-- Records for the exercise --
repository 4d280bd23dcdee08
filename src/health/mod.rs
/*!
 * # Health Check Module
 *
 * - Liveness (`/health`) - static up response
 * - Readiness (`/health/ready`) - pings the database, 503 when it is unreachable
 * - Version (`/health/version`) - build information
 */

use axum::{
    extract::State,
    http::StatusCode,
    response::{IntoResponse, Json},
    routing::get,
    Router,
};
use chrono::{DateTime, Utc};
use sea_orm::DatabaseConnection;
use serde::{Deserialize, Serialize};
use serde_json::json;
use std::collections::HashMap;
use std::sync::Arc;
use std::time::{Duration, SystemTime};
use tracing::{debug, error};

/// Basic health status
#[derive(Serialize, Deserialize, Debug, Clone, PartialEq)]
#[serde(rename_all = "lowercase")]
pub enum HealthStatus {
    Up,
    Down,
}

/// Health check detail
#[derive(Serialize, Deserialize, Debug, Clone)]
pub struct HealthDetail {
    pub status: HealthStatus,
    pub message: Option<String>,
    pub timestamp: DateTime<Utc>,
}

/// Readiness report
#[derive(Serialize, Deserialize, Debug, Clone)]
pub struct HealthInfo {
    pub status: HealthStatus,
    pub version: String,
    pub timestamp: DateTime<Utc>,
    pub uptime_seconds: u64,
    pub details: HashMap<String, HealthDetail>,
}

/// Health check state
#[derive(Clone)]
pub struct HealthState {
    pub db_pool: Arc<DatabaseConnection>,
    pub start_time: SystemTime,
}

impl HealthState {
    pub fn new(db_pool: Arc<DatabaseConnection>) -> Self {
        Self {
            db_pool,
            start_time: SystemTime::now(),
        }
    }

    /// Calculate system uptime
    pub fn uptime(&self) -> u64 {
        SystemTime::now()
            .duration_since(self.start_time)
            .unwrap_or(Duration::from_secs(0))
            .as_secs()
    }

    /// Checks every dependency and builds a fresh report
    pub async fn check(&self) -> HealthInfo {
        let database = match self.db_pool.ping().await {
            Ok(_) => HealthDetail {
                status: HealthStatus::Up,
                message: None,
                timestamp: Utc::now(),
            },
            Err(e) => {
                error!("Database health check failed: {}", e);
                HealthDetail {
                    status: HealthStatus::Down,
                    message: Some("database unreachable".to_string()),
                    timestamp: Utc::now(),
                }
            }
        };

        let status = database.status.clone();
        let mut details = HashMap::new();
        details.insert("database".to_string(), database);

        HealthInfo {
            status,
            version: env!("CARGO_PKG_VERSION").to_string(),
            timestamp: Utc::now(),
            uptime_seconds: self.uptime(),
            details,
        }
    }
}

/// Returns build and version information
pub async fn version_info() -> impl IntoResponse {
    Json(json!({
        "name": env!("CARGO_PKG_NAME"),
        "version": env!("CARGO_PKG_VERSION"),
        "commit": option_env!("GIT_HASH").unwrap_or("unknown"),
    }))
}

/// Liveness: the process is serving requests
pub async fn health_check(State(state): State<Arc<HealthState>>) -> impl IntoResponse {
    debug!("Health check endpoint called");

    (
        StatusCode::OK,
        Json(json!({
            "status": HealthStatus::Up,
            "version": env!("CARGO_PKG_VERSION"),
            "uptime_seconds": state.uptime(),
            "timestamp": Utc::now().to_rfc3339(),
        })),
    )
}

/// Readiness: the database answers a ping
pub async fn readiness_check(State(state): State<Arc<HealthState>>) -> impl IntoResponse {
    let health = state.check().await;

    let status_code = match health.status {
        HealthStatus::Up => StatusCode::OK,
        HealthStatus::Down => StatusCode::SERVICE_UNAVAILABLE,
    };

    (status_code, Json(health))
}

/// Creates router with health check endpoints
pub fn health_routes(db_pool: Arc<DatabaseConnection>) -> Router {
    let health_state = Arc::new(HealthState::new(db_pool));

    Router::new()
        .route("/", get(health_check))
        .route("/ready", get(readiness_check))
        .route("/version", get(version_info))
        .with_state(health_state)
}
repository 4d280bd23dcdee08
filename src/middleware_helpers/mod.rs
pub mod request_id;
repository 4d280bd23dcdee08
//! ORM vs SQL orders service
//!
//! Serves the ten most recent orders through two query strategies: a sea-orm
//! entity graph and a hand-written flat join.
#![forbid(unsafe_code)]
#![deny(rust_2018_idioms)]
#![allow(elided_lifetimes_in_paths)]
#![warn(clippy::all, clippy::perf, clippy::dbg_macro)]

// Core modules
pub mod config;
pub mod db;
pub mod dto;
pub mod entities;
pub mod errors;
pub mod handlers;
pub mod health;
pub mod middleware_helpers;
pub mod openapi;
pub mod services;
pub mod tracing;

use axum::Router;
use sea_orm::DatabaseConnection;
use std::sync::Arc;
use tower_http::timeout::TimeoutLayer;

pub use dto::orders::QueryMode;
pub use errors::ServiceError;

// App state definition
#[derive(Clone)]
pub struct AppState {
    pub db: Arc<DatabaseConnection>,
    pub config: config::AppConfig,
    pub services: handlers::AppServices,
}

impl AppState {
    pub fn new(db: Arc<DatabaseConnection>, config: config::AppConfig) -> Self {
        let services = handlers::AppServices::new(db.clone());
        Self {
            db,
            config,
            services,
        }
    }
}

/// Full HTTP surface: the top-orders route at `/orders/top10` and
/// `/api/orders/top10`, health checks, optional Swagger UI, and the
/// timeout, tracing, and request-id layers.
pub fn app_router(state: AppState) -> Router {
    let request_timeout = state.config.request_timeout();
    let serve_swagger = state.config.serve_swagger();
    let db = state.db.clone();

    let mut app = Router::new()
        .merge(handlers::orders::orders_routes())
        .nest("/api", handlers::orders::orders_routes())
        .with_state(state)
        .nest("/health", health::health_routes(db));

    if serve_swagger {
        app = app.merge(openapi::swagger_ui());
    }

    app.layer(TimeoutLayer::new(request_timeout))
        // HTTP tracing layer for consistent request/response telemetry
        .layer(crate::tracing::configure_http_tracing())
        // Ensure every request carries a request id for traceability
        .layer(axum::middleware::from_fn(
            middleware_helpers::request_id::request_id_middleware,
        ))
}
use config::{Config, ConfigError, Environment, File};
use serde::Deserialize;
use std::env;
use std::path::Path;
use thiserror::Error;
use tracing::{error, info, warn};
use url::Url;
use validator::{Validate, ValidationError};

/// Default values for configuration
const DEFAULT_LOG_LEVEL: &str = "info";
const DEFAULT_ENV: &str = "development";
const DEFAULT_PORT: u16 = 8080;
const DEFAULT_DATABASE_URL: &str = "sqlite://orm_vs_sql.db?mode=rwc";
const CONFIG_DIR: &str = "config";
const DEFAULT_REQUEST_TIMEOUT_SECS: u64 = 30;

/// Application configuration structure with validation
#[derive(Clone, Debug, Deserialize, Validate)]
#[serde(deny_unknown_fields)]
pub struct AppConfig {
    /// Database connection URL (postgres:// or sqlite://)
    #[validate(length(min = 1))]
    pub database_url: String,

    /// Server host address
    pub host: String,

    /// Server port
    #[serde(default = "default_port")]
    pub port: u16,

    /// Application environment
    pub environment: String,

    /// Logging level
    #[serde(default = "default_log_level")]
    #[validate(custom = "validate_log_level")]
    pub log_level: String,

    /// Log in JSON format (structured logging)
    #[serde(default)]
    pub log_json: bool,

    /// Whether to run database migrations on startup
    #[serde(default = "default_true_bool")]
    pub auto_migrate: bool,

    /// Whether to seed demo data on startup (no-op once users exist)
    #[serde(default = "default_true_bool")]
    pub seed_on_startup: bool,

    /// Fixed RNG seed for reproducible demo data
    #[serde(default)]
    pub seed_rng_seed: Option<u64>,

    /// DB pool: max connections
    #[serde(default = "default_db_max_connections")]
    #[validate(range(min = 1))]
    pub db_max_connections: u32,

    /// DB pool: min connections
    #[serde(default = "default_db_min_connections")]
    pub db_min_connections: u32,

    /// DB timeouts (seconds)
    #[serde(default = "default_db_connect_timeout_secs")]
    pub db_connect_timeout_secs: u64,
    #[serde(default = "default_db_idle_timeout_secs")]
    pub db_idle_timeout_secs: u64,
    #[serde(default = "default_db_acquire_timeout_secs")]
    pub db_acquire_timeout_secs: u64,

    /// Upper bound on a single HTTP request (seconds)
    #[serde(default = "default_request_timeout_secs")]
    #[validate(range(min = 1))]
    pub request_timeout_secs: u64,

    /// Serve Swagger UI outside development
    #[serde(default)]
    pub swagger_enabled: bool,
}

impl AppConfig {
    /// Creates a configuration with defaults for everything but the essentials
    pub fn new(database_url: String, host: String, port: u16, environment: String) -> Self {
        Self {
            database_url,
            host,
            port,
            environment,
            log_level: default_log_level(),
            log_json: false,
            auto_migrate: true,
            seed_on_startup: true,
            seed_rng_seed: None,
            db_max_connections: default_db_max_connections(),
            db_min_connections: default_db_min_connections(),
            db_connect_timeout_secs: default_db_connect_timeout_secs(),
            db_idle_timeout_secs: default_db_idle_timeout_secs(),
            db_acquire_timeout_secs: default_db_acquire_timeout_secs(),
            request_timeout_secs: default_request_timeout_secs(),
            swagger_enabled: false,
        }
    }

    /// Gets database URL reference
    pub fn database_url(&self) -> &str {
        &self.database_url
    }

    /// Checks if running in production environment
    pub fn is_production(&self) -> bool {
        self.environment.eq_ignore_ascii_case("production")
    }

    /// Checks if running in development environment
    pub fn is_development(&self) -> bool {
        self.environment.eq_ignore_ascii_case("development")
    }

    /// Swagger UI is always on in development, opt-in elsewhere
    pub fn serve_swagger(&self) -> bool {
        self.is_development() || self.swagger_enabled
    }

    /// Gets log level reference
    pub fn log_level(&self) -> &str {
        &self.log_level
    }

    pub fn request_timeout(&self) -> std::time::Duration {
        std::time::Duration::from_secs(self.request_timeout_secs)
    }
}

/// Configuration loading errors
#[derive(Debug, Error)]
pub enum AppConfigError {
    #[error("Configuration loading failed: {0}")]
    Load(#[from] ConfigError),

    #[error("Configuration validation failed: {0}")]
    Validation(#[from] validator::ValidationErrors),

    #[error("IO error: {0}")]
    Io(#[from] std::io::Error),
}

/// Default value functions
fn default_log_level() -> String {
    DEFAULT_LOG_LEVEL.to_string()
}

fn default_port() -> u16 {
    DEFAULT_PORT
}

fn default_db_max_connections() -> u32 {
    16
}
fn default_db_min_connections() -> u32 {
    2
}
fn default_db_connect_timeout_secs() -> u64 {
    30
}
fn default_db_idle_timeout_secs() -> u64 {
    600
}
fn default_db_acquire_timeout_secs() -> u64 {
    8
}
fn default_request_timeout_secs() -> u64 {
    DEFAULT_REQUEST_TIMEOUT_SECS
}
fn default_true_bool() -> bool {
    true
}

/// Validates log level values
fn validate_log_level(level: &str) -> Result<(), ValidationError> {
    let valid_levels = ["trace", "debug", "info", "warn", "error"];
    if valid_levels.contains(&level.to_lowercase().as_str()) {
        Ok(())
    } else {
        let mut err = ValidationError::new("log_level");
        err.message = Some("Must be one of: trace, debug, info, warn, error".into());
        Err(err)
    }
}

/// Outside containers the compose service name `postgres` does not resolve;
/// point such URLs at localhost instead.
pub fn resolve_database_url(raw: &str, in_docker: bool) -> String {
    if in_docker {
        return raw.to_string();
    }

    let Ok(mut url) = Url::parse(raw) else {
        return raw.to_string();
    };

    let is_postgres = matches!(url.scheme(), "postgres" | "postgresql");
    if is_postgres && url.host_str().is_some_and(|h| h.eq_ignore_ascii_case("postgres")) {
        if url.set_host(Some("localhost")).is_ok() {
            warn!("Database host 'postgres' is only reachable inside Docker; using localhost");
            return url.to_string();
        }
    }

    raw.to_string()
}

/// Database URL with any password masked, for logging
pub fn redact_database_url(raw: &str) -> String {
    match Url::parse(raw) {
        Ok(mut url) if url.password().is_some() => {
            let _ = url.set_password(Some("***"));
            url.to_string()
        }
        Ok(url) => url.to_string(),
        Err(_) => "<unparseable database url>".to_string(),
    }
}

/// Initializes tracing using the provided log level as the default filter
pub fn init_tracing(level: &str, json: bool) {
    use tracing_subscriber::{fmt, EnvFilter};

    let default_directive = format!("orm_vs_sql={},tower_http=debug,sea_orm=info", level);
    let filter_directive = env::var("RUST_LOG")
        .ok()
        .filter(|s| !s.trim().is_empty())
        .unwrap_or(default_directive);

    let filter = EnvFilter::new(filter_directive);
    if json {
        let _ = fmt().with_env_filter(filter).json().try_init();
    } else {
        let _ = fmt().with_env_filter(filter).try_init();
    }
}

/// Loads application configuration
///
/// Layers configuration sources in this order:
/// 1. Built-in defaults
/// 2. Default config (config/default.toml)
/// 3. Environment-specific config (config/{env}.toml)
/// 4. Docker config (config/docker.toml) if DOCKER env var is set
/// 5. Environment variables (APP__*)
pub fn load_config() -> Result<AppConfig, AppConfigError> {
    // Support both RUN_ENV and APP_ENV for selecting config profile
    let run_env = env::var("RUN_ENV")
        .or_else(|_| env::var("APP_ENV"))
        .unwrap_or_else(|_| DEFAULT_ENV.to_string());
    info!("Loading configuration for environment: {}", run_env);

    if !Path::new(CONFIG_DIR).exists() {
        info!(
            "Config directory '{}' not found; relying on built-in defaults and environment variables",
            CONFIG_DIR
        );
    }

    let in_docker = env::var("DOCKER").is_ok();

    let mut builder = Config::builder()
        .set_default("database_url", DEFAULT_DATABASE_URL)?
        .set_default("host", "0.0.0.0")?
        .set_default("port", DEFAULT_PORT as i64)?
        .set_default("environment", run_env.clone())?
        .set_default("log_level", DEFAULT_LOG_LEVEL)?
        .set_default("log_json", false)?
        .add_source(File::with_name(&format!("{}/default", CONFIG_DIR)).required(false))
        .add_source(File::with_name(&format!("{}/{}", CONFIG_DIR, run_env)).required(false));

    if in_docker {
        info!("Docker environment detected");
        builder =
            builder.add_source(File::with_name(&format!("{}/docker", CONFIG_DIR)).required(false));
    }

    let config = builder
        .add_source(Environment::with_prefix("APP").separator("__"))
        .build()?;

    let mut app_config: AppConfig = config.try_deserialize()?;
    app_config.database_url = resolve_database_url(&app_config.database_url, in_docker);

    app_config.validate().map_err(|e| {
        error!("Configuration validation failed: {:?}", e);
        AppConfigError::Validation(e)
    })?;

    info!(
        database = %redact_database_url(&app_config.database_url),
        "Configuration loaded successfully"
    );
    Ok(app_config)
}
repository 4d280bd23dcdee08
use sea_orm_migration::prelude::*;

#[derive(DeriveMigrationName)]
pub struct Migration;

#[async_trait::async_trait]
impl MigrationTrait for Migration {
    async fn up(&self, manager: &SchemaManager) -> Result<(), DbErr> {
        manager
            .create_table(
                Table::create()
                    .table(Users::Table)
                    .if_not_exists()
                    .col(
                        ColumnDef::new(Users::Id)
                            .integer()
                            .not_null()
                            .auto_increment()
                            .primary_key(),
                    )
                    .col(ColumnDef::new(Users::Name).string_len(200).not_null())
                    .col(ColumnDef::new(Users::Email).string_len(320).not_null())
                    .to_owned(),
            )
            .await?;

        manager
            .create_index(
                Index::create()
                    .if_not_exists()
                    .name("idx_users_email")
                    .table(Users::Table)
                    .col(Users::Email)
                    .unique()
                    .to_owned(),
            )
            .await?;

        manager
            .create_table(
                Table::create()
                    .table(Categories::Table)
                    .if_not_exists()
                    .col(
                        ColumnDef::new(Categories::Id)
                            .integer()
                            .not_null()
                            .auto_increment()
                            .primary_key(),
                    )
                    .col(ColumnDef::new(Categories::Name).string_len(200).not_null())
                    .to_owned(),
            )
            .await?;

        manager
            .create_table(
                Table::create()
                    .table(Products::Table)
                    .if_not_exists()
                    .col(
                        ColumnDef::new(Products::Id)
                            .integer()
                            .not_null()
                            .auto_increment()
                            .primary_key(),
                    )
                    .col(ColumnDef::new(Products::Name).string_len(200).not_null())
                    .col(
                        ColumnDef::new(Products::Price)
                            .decimal_len(12, 2)
                            .not_null()
                            .check(Expr::col(Products::Price).gte(0)),
                    )
                    .col(ColumnDef::new(Products::CategoryId).integer().not_null())
                    .foreign_key(
                        ForeignKey::create()
                            .name("fk_products_category_id")
                            .from(Products::Table, Products::CategoryId)
                            .to(Categories::Table, Categories::Id)
                            .on_delete(ForeignKeyAction::Restrict)
                            .on_update(ForeignKeyAction::Cascade),
                    )
                    .to_owned(),
            )
            .await?;

        manager
            .create_index(
                Index::create()
                    .if_not_exists()
                    .name("idx_products_category_id")
                    .table(Products::Table)
                    .col(Products::CategoryId)
                    .to_owned(),
            )
            .await
    }

    async fn down(&self, manager: &SchemaManager) -> Result<(), DbErr> {
        manager
            .drop_table(Table::drop().table(Products::Table).if_exists().to_owned())
            .await?;
        manager
            .drop_table(Table::drop().table(Categories::Table).if_exists().to_owned())
            .await?;
        manager
            .drop_table(Table::drop().table(Users::Table).if_exists().to_owned())
            .await
    }
}

#[derive(DeriveIden)]
pub enum Users {
    Table,
    Id,
    Name,
    Email,
}

#[derive(DeriveIden)]
pub enum Categories {
    Table,
    Id,
    Name,
}

#[derive(DeriveIden)]
pub enum Products {
    Table,
    Id,
    Name,
    Price,
    CategoryId,
}
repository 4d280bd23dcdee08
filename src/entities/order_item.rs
use rust_decimal::Decimal;
use sea_orm::entity::prelude::*;
use serde::{Deserialize, Serialize};

#[derive(Clone, Debug, PartialEq, Eq, DeriveEntityModel, Serialize, Deserialize)]
#[sea_orm(table_name = "order_items")]
pub struct Model {
    #[sea_orm(primary_key)]
    pub id: i32,
    pub order_id: i32,
    pub product_id: i32,
    pub quantity: i32,
    /// Product price captured when the order was placed.
    #[sea_orm(column_type = "Decimal(Some((12, 2)))")]
    pub unit_price: Decimal,
}

#[derive(Copy, Clone, Debug, EnumIter, DeriveRelation)]
pub enum Relation {
    #[sea_orm(
        belongs_to = "super::order::Entity",
        from = "Column::OrderId",
        to = "super::order::Column::Id"
    )]
    Order,
    #[sea_orm(
        belongs_to = "super::product::Entity",
        from = "Column::ProductId",
        to = "super::product::Column::Id"
    )]
    Product,
}

impl Related<super::order::Entity> for Entity {
    fn to() -> RelationDef {
        Relation::Order.def()
    }
}

impl Related<super::product::Entity> for Entity {
    fn to() -> RelationDef {
        Relation::Product.def()
    }
}

impl Model {
    /// quantity × unit price for this line.
    pub fn line_total(&self) -> Decimal {
        Decimal::from(self.quantity) * self.unit_price
    }
}

impl ActiveModelBehavior for ActiveModel {}
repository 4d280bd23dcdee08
use sea_orm::entity::prelude::*;
use serde::{Deserialize, Serialize};

#[derive(Clone, Debug, PartialEq, Eq, DeriveEntityModel, Serialize, Deserialize)]
#[sea_orm(table_name = "users")]
pub struct Model {
    #[sea_orm(primary_key)]
    pub id: i32,
    pub name: String,
    #[sea_orm(unique)]
    pub email: String,
}

#[derive(Copy, Clone, Debug, EnumIter, DeriveRelation)]
pub enum Relation {
    #[sea_orm(has_many = "super::order::Entity")]
    Orders,
}

impl Related<super::order::Entity> for Entity {
    fn to() -> RelationDef {
        Relation::Orders.def()
    }
}

impl ActiveModelBehavior for ActiveModel {}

-- What the task requires --
Could you restate word for word the lines above, from the one that contains "but the essentials" through the one that contains "#[derive(Debug, Error)]", and no others?

-- Answer --
    /// Creates a configuration with defaults for everything but the essentials
    pub fn new(database_url: String, host: String, port: u16, environment: String) -> Self {
        Self {
            database_url,
            host,
            port,
            environment,
            log_level: default_log_level(),
            log_json: false,
            auto_migrate: true,
            seed_on_startup: true,
            seed_rng_seed: None,
            db_max_connections: default_db_max_connections(),
            db_min_connections: default_db_min_connections(),
            db_connect_timeout_secs: default_db_connect_timeout_secs(),
            db_idle_timeout_secs: default_db_idle_timeout_secs(),
            db_acquire_timeout_secs: default_db_acquire_timeout_secs(),
            request_timeout_secs: default_request_timeout_secs(),
            swagger_enabled: false,
        }
    }

    /// Gets database URL reference
    pub fn database_url(&self) -> &str {
        &self.database_url
    }

    /// Checks if running in production environment
    pub fn is_production(&self) -> bool {
        self.environment.eq_ignore_ascii_case("production")
    }

    /// Checks if running in development environment
    pub fn is_development(&self) -> bool {
        self.environment.eq_ignore_ascii_case("development")
    }

    /// Swagger UI is always on in development, opt-in elsewhere
    pub fn serve_swagger(&self) -> bool {
        self.is_development() || self.swagger_enabled
    }

    /// Gets log level reference
    pub fn log_level(&self) -> &str {
        &self.log_level
    }

    pub fn request_timeout(&self) -> std::time::Duration {
        std::time::Duration::from_secs(self.request_timeout_secs)
    }
}

/// Configuration loading errors
#[derive(Debug, Error)]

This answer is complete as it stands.